Examine the following query:                

SELECT * FROM lineitem WHERE L_TAX = 0.07;

  1. What is the estimated total cost of executing the best plan? What does the cost of a plan mean in MySQL?
  2. What is the estimated result cardinality for this plan? How does the query optimizer obtain this value? Is it a reasonable one?
  3. Which access method (access path) does the optimizer choose?

Create an index “ltax_idx” on the attribute “L_TAX”.

  1. Which access method does the optimizer consider to be the best now? Is the estimated result cardinality better now? Why?
  2. Compare the two plans (without and with index). Explain briefly why access method in (4) is cheaper than the previous one.
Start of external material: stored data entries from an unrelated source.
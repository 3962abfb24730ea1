use poise::serenity_prelude::{self as serenity, FullEvent, Reaction};
use tracing::{debug, error, info_span, Instrument};

use crate::{
    commands::CommandError,
    platform::Author,
    tracker::{AdmissionOutcome, EditedMessage},
    voter_roles::VoterChange,
    BotState,
};

pub async fn handle_event(
    _ctx: &serenity::Context,
    event: &FullEvent,
    _framework: poise::FrameworkContext<'_, BotState, CommandError>,
    state: &BotState,
) -> Result<(), CommandError> {
    match event {
        FullEvent::Message { new_message } if new_message.channel_id == state.target_channel => {
            let message = state.platform.channel_message(new_message);
            let author_roles = new_message.member.as_ref().map(|m| m.roles.clone());

            async {
                match state.tracker.admit(message, author_roles).await {
                    Ok(AdmissionOutcome::Ignored) => {}
                    Ok(outcome) => debug!("Admission finished: {outcome:?}"),
                    Err(err) => error!("Could not admit the message: {err}"),
                }
            }
            .instrument(info_span!("message", id = %new_message.id))
            .await;
        }

        FullEvent::MessageUpdate { event, new, .. } if event.channel_id == state.target_channel => {
            // Embed unfurls also arrive as updates but carry no edit timestamp.
            if event.edited_timestamp.is_none() {
                return Ok(());
            }

            let Some(user) = event
                .author
                .as_ref()
                .or_else(|| new.as_ref().map(|m| &m.author))
            else {
                return Ok(());
            };

            let edited = EditedMessage {
                id: event.id,
                author: Author {
                    id: user.id,
                    display: user.tag(),
                    bot: user.bot,
                },
                author_roles: None,
            };

            if let Err(err) = state
                .tracker
                .edited(edited)
                .instrument(info_span!("edit", id = %event.id))
                .await
            {
                error!("Could not check the edited message: {err}");
            }
        }

        FullEvent::ReactionAdd { add_reaction } if is_tracked(state, add_reaction) => {
            if let Some(user) = add_reaction.user_id {
                let change = state.voter_roles.reaction_added(user).await;
                log_change(change);
            }
        }

        FullEvent::ReactionRemove { removed_reaction } if is_tracked(state, removed_reaction) => {
            if let Some(user) = removed_reaction.user_id {
                let change = state.voter_roles.reaction_removed(user).await;
                log_change(change);
            }
        }

        _ => {}
    }

    Ok(())
}

fn is_tracked(state: &BotState, reaction: &Reaction) -> bool {
    reaction.channel_id == state.target_channel && reaction.emoji.unicode_eq(&state.emoji)
}

fn log_change(change: VoterChange) {
    if change != VoterChange::Unchanged {
        debug!("Voter role change: {change:?}");
    }
}
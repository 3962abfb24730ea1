use time::macros::format_description;
use time::{format_description, OffsetDateTime};

const REPORT_DATE_FORMAT: &[format_description::FormatItem<'_>] =
    format_description!("[month repr:long] [day padding:none], [year]");

/// Formats a date like `October 19, 2026`.
pub fn format_report_date(date_time: impl Into<OffsetDateTime>) -> String {
    let offset_date_time: OffsetDateTime = date_time.into();
    offset_date_time
        .format(REPORT_DATE_FORMAT)
        .unwrap_or_else(|_| offset_date_time.date().to_string())
}

pub fn format_mean(mean: f64) -> String {
    format!("{mean:.1}")
}
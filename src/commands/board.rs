use poise::CreateReply;
use time::OffsetDateTime;
use tracing::{info, warn};

use crate::{
    commands::{internal_err, user_err, CommandResult, Context},
    tracker::RotationOutcome,
    utils::report::ranking_embed,
};

/// Show the current leaderboard without resetting it.
#[poise::command(prefix_command, slash_command, guild_only)]
pub async fn leaderboard(ctx: Context<'_>) -> CommandResult {
    let state = ctx.data();

    let ranking = state
        .tracker
        .ranking(Some(state.leaderboard_size))
        .await
        .map_err(|err| internal_err(format!("Could not get the ranking: {err}")))?;

    if ranking.is_empty() {
        ctx.say("No submissions yet.").await?;
        return Ok(());
    }

    let embed = ranking_embed(
        "🔥 Current Leaderboard",
        &ranking,
        &state.emoji,
        OffsetDateTime::now_utc(),
    );
    ctx.send(CreateReply::default().embed(embed)).await?;

    Ok(())
}

/// Post the leaderboard now and start a new round.
#[poise::command(prefix_command, slash_command, guild_only)]
pub async fn rotate(ctx: Context<'_>) -> CommandResult {
    let state = ctx.data();

    let is_admin = ctx
        .author_member()
        .await
        .is_some_and(|member| member.roles.contains(&state.admin_role));

    if !is_admin {
        return Err(user_err("**Only admins can rotate the leaderboard.**"));
    }

    let outcome = state
        .tracker
        .rotate()
        .await
        .map_err(|err| internal_err(format!("Could not rotate the leaderboard: {err}")))?;

    match outcome {
        RotationOutcome::Empty => {
            ctx.say("Nothing to rotate, there are no submissions yet.")
                .await?;
        }

        RotationOutcome::Rotated { report, report_sent } => {
            info!("{} rotated the leaderboard", ctx.author().tag());

            if report_sent {
                ctx.say(format!("Leaderboard rotated with {} entries.", report.len()))
                    .await?;
            } else {
                warn!("The rotation report could not be posted");
                ctx.say("Leaderboard rotated, but the report could not be posted.")
                    .await?;
            }
        }
    }

    Ok(())
}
4.3 Index on range select (20%)

Consider the following query:

SELECT * FROM lineitem WHERE L_QUANTITY < 45;

  1. How many tuples does the query optimizer think will be returned? What is the estimated total cost?
  2. What is the access method used?

Create an index “l_qty_idx” on the attribute “L_QUANTITY”. Consider now the following query:

SELECT * FROM lineitem WHERE L_QUANTITY < 3;

  1. What is the estimated total cost now? Is it correct? In what order would the tuples be returned by this plan?
  2. Explain why one of the access methods is more expensive than the other.

4.4 Join algorithm (20%)

Consider the following query:

SELECT DISTINCT (s_name)

FROM supplier, partsupp

WHERE s_suppkey = ps_suppkey AND ps_availqty < 40;

Answer the follow questions:

  1. Write down the best plan estimated by the optimizer (in plan tree form). What is the estimated total cost?
  2. What is the join algorithm used in the plan? Explain how the system reads the two relations (what access path uses).
  3. According to the optimizer, how many tuples will be retrieved from partsupp? How many from supplier? Are these estimations correct?
  4. Can you add an index to improve the performance of the plan? Which index you will create and on which attribute? What is the new plan that is executed and what is its cost?
  5. After you created the index, check the estimation of the tuples retrieved from partsupp. Is it correct? If yes, why?

4.5 Three-Way Join (20%)

Consider the following query:

SELECT p_name, s_name

FROM part, supplier, partsupp

WHERE s_suppkey = ps_suppkey AND p_partkey = ps_partkey;

 

  1. Write down the best plan estimated by the optimizer. List the joins and access methods it uses, and the order in which the relations are joined. What is the estimated cost of this plan? What is the actual query execution of this query.
  2. Can you add an index to improve the query performance? You are free to add any index that you like on any table. What is the new plan now? What is the new estimated cost? Is the new plan really better in practice than the previous one (does the actual query runs faster now)?
  3. Modify the query by adding a condition AND ps_availqty < 10 in the WHERE clause. What are the differences between this plan and the one in (1)? What is the advantage of choosing this plan over the previous one.

5. Submission instructions

You should turn in brief answers to questions by Friday, December 1, 2017 at 11:59PM. You can either return your answers in hard copy in the CS460 dropbox or create a file and use gsubmit. The plans should be written down in the tree form that we discussed in class.